La Direction de la recherche, des études, de l’évaluation et des statistiques (Drees) a récemment publié son enquête annuelle sur les aides sociales qu’elle réalise auprès des départements. Une partie se concentre sur les données de l’aide sociale à l’enfance.
Un nombre de mesures toujours en hausse
Fin 2024, la France comptait 405 500 mesures d’aide sociale à l’enfance (ASE) bénéficiant à des mineurs et jeunes majeurs, soit une progression de 1,6 % pour l’année 2024. Ces mesures se répartissent entre 55 % d’accueils en dehors du milieu familial (224 700 jeunes) et 45 % d’actions éducatives exercées en milieu familial (180 800 jeunes).
Le rapport met notamment en avant une forte progression du nombre de jeunes pris en charge par l’ASE à la suite de leur majorité. Fin 2024, 32 600 jeunes majeurs bénéficient d’un accueil provisoire jeune majeur (APJM), soit une hausse de 6,5 % par rapport à l’année précédente. Cette augmentation s’explique, entre autres, par le nombre plus élevé de mineurs accueillis les années précédentes (notamment de mineurs non accompagnés) ainsi que par la mise en oeuvre des dispositions de la loi du 7 février 2022.

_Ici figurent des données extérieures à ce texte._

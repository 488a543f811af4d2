//! Exact decimal money type.
//!
//! # Motivation
//!
//! Every monetary amount in this system — cash, price, commission, P&L — is
//! backed by [`rust_decimal::Decimal`], an arbitrary-precision signed
//! fixed-point rational. Using a bare `Decimal` everywhere is error-prone:
//! it allows accidental arithmetic between unrelated quantities (a price, a
//! share count, an interest rate) that happen to share a representation.
//!
//! `Money` wraps `Decimal` so the type system prevents:
//! - Implicit construction from `f64` (no `From<f64>` impl — floating point
//!   must never cross into a money value; see [`Money::from_f64_lossy`] for
//!   the one sanctioned, explicitly-named escape hatch used only by
//!   statistical intermediates that must themselves be rounded back).
//! - Mixing `Money` with an unrelated `Decimal` (share quantity, a percentage)
//!   without an explicit conversion.
//!
//! # Rounding
//!
//! All rounding in this system is HALF_UP ("round half away from zero") at
//! an explicitly stated scale, never banker's rounding. [`Money::round_half_up`]
//! is the only rounding primitive exposed.

use std::ops::{Add, AddAssign, Neg, Sub, SubAssign};

use rust_decimal::{Decimal, RoundingStrategy};
use serde::{Deserialize, Serialize};

/// An exact decimal monetary amount.
///
/// # Construction
///
/// Use [`Money::new`] to wrap a [`Decimal`] that is known to represent a
/// monetary amount. There is intentionally no `From<f64>` — callers must be
/// deliberate about when a floating-point value is allowed to touch money.
///
/// # Retrieval
///
/// Use [`Money::raw`] to extract the underlying `Decimal` when crossing a
/// boundary (serialization, a statistical routine) that needs the raw type.
#[derive(Copy, Clone, Debug, PartialEq, Eq, PartialOrd, Ord, Hash, Serialize, Deserialize)]
pub struct Money(Decimal);

impl Money {
    /// Zero monetary amount.
    pub const ZERO: Money = Money(Decimal::ZERO);

    /// Construct a `Money` from an already-scaled `Decimal`.
    #[inline]
    pub const fn new(value: Decimal) -> Self {
        Money(value)
    }

    /// Construct from an integer number of whole units (e.g. dollars).
    #[inline]
    pub fn from_i64(whole: i64) -> Self {
        Money(Decimal::from(whole))
    }

    /// Parse an exact decimal literal (e.g. `"100.05"`). Never goes through
    /// binary floating point.
    pub fn parse(s: &str) -> Result<Self, rust_decimal::Error> {
        s.parse::<Decimal>().map(Money)
    }

    /// The one sanctioned entry point from `f64` into `Money`. Used only to
    /// cross statistical intermediates (e.g. a Monte-Carlo parametric draw)
    /// back into decimal money; the caller must immediately round the result
    /// to the scale the domain requires.
    pub fn from_f64_lossy(v: f64) -> Self {
        Money(Decimal::from_f64_retain(v).unwrap_or(Decimal::ZERO))
    }

    /// Extract the underlying `Decimal`.
    #[inline]
    pub const fn raw(self) -> Decimal {
        self.0
    }

    /// Lossy conversion to `f64`, for statistical estimators (variance,
    /// standard deviation, square roots) that have no exact decimal
    /// equivalent. Never used for a value that will be reported or compared
    /// as money.
    pub fn to_f64_lossy(self) -> f64 {
        use rust_decimal::prelude::ToPrimitive;
        self.0.to_f64().unwrap_or(0.0)
    }

    /// Multiply by an integer quantity (shares, units). Exact — no rounding.
    #[inline]
    pub fn mul_qty(self, qty: i64) -> Money {
        Money(self.0 * Decimal::from(qty))
    }

    /// Multiply by a dimensionless rate (e.g. a commission or slippage
    /// fraction). Exact — no rounding; callers round explicitly afterward.
    #[inline]
    pub fn mul_rate(self, rate: Decimal) -> Money {
        Money(self.0 * rate)
    }

    /// Divide by another `Money`, producing a dimensionless `Decimal` ratio
    /// (e.g. `net_pnl / entry_value`). Returns `Decimal::ZERO` if the
    /// divisor is zero — division-by-zero is a routine edge case in this
    /// domain (an empty trade, a flat equity curve), not an error.
    pub fn div_ratio(self, divisor: Money) -> Decimal {
        if divisor.0.is_zero() {
            Decimal::ZERO
        } else {
            self.0 / divisor.0
        }
    }

    /// Round HALF_UP ("round half away from zero") to `scale` decimal
    /// places. This is the only rounding rule used anywhere in this system.
    pub fn round_half_up(self, scale: u32) -> Money {
        Money(self.0.round_dp_with_strategy(scale, RoundingStrategy::MidpointAwayFromZero))
    }

    /// Absolute value.
    #[inline]
    pub fn abs(self) -> Money {
        Money(self.0.abs())
    }

    /// `true` if this amount is strictly positive.
    #[inline]
    pub fn is_positive(self) -> bool {
        self.0.is_sign_positive() && !self.0.is_zero()
    }

    /// `true` if this amount is strictly negative.
    #[inline]
    pub fn is_negative(self) -> bool {
        self.0.is_sign_negative() && !self.0.is_zero()
    }

    /// `true` if this amount is exactly zero.
    #[inline]
    pub fn is_zero(self) -> bool {
        self.0.is_zero()
    }
}

impl Add for Money {
    type Output = Money;
    #[inline]
    fn add(self, rhs: Money) -> Money {
        Money(self.0 + rhs.0)
    }
}

impl Sub for Money {
    type Output = Money;
    #[inline]
    fn sub(self, rhs: Money) -> Money {
        Money(self.0 - rhs.0)
    }
}

impl Neg for Money {
    type Output = Money;
    #[inline]
    fn neg(self) -> Money {
        Money(-self.0)
    }
}

impl AddAssign for Money {
    #[inline]
    fn add_assign(&mut self, rhs: Money) {
        self.0 += rhs.0;
    }
}

impl SubAssign for Money {
    #[inline]
    fn sub_assign(&mut self, rhs: Money) {
        self.0 -= rhs.0;
    }
}

impl std::iter::Sum for Money {
    fn sum<I: Iterator<Item = Money>>(iter: I) -> Self {
        iter.fold(Money::ZERO, Add::add)
    }
}

impl std::fmt::Display for Money {
    fn fmt(&self, f: &mut std::fmt::Formatter<'_>) -> std::fmt::Result {
        write!(f, "{}", self.0)
    }
}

Modes d’accueil : une baisse continue de la part d’enfants accueillis chez une assistante familiale
Les chiffres de 2024 montrent le déclin déjà amorcé depuis 2008 de la proportion d’enfants confiés à des assistantes familiales : 35% fin 20241. Depuis fin 2022, l’accueil en établissement est devenu la modalité la plus fréquente. En outre, l’hébergement autonome en foyers d’étudiants ou de jeunes travailleurs, et le placement à domicile2 sont des modes d’accueil qui ont augmenté de manière régulière ces dernières années.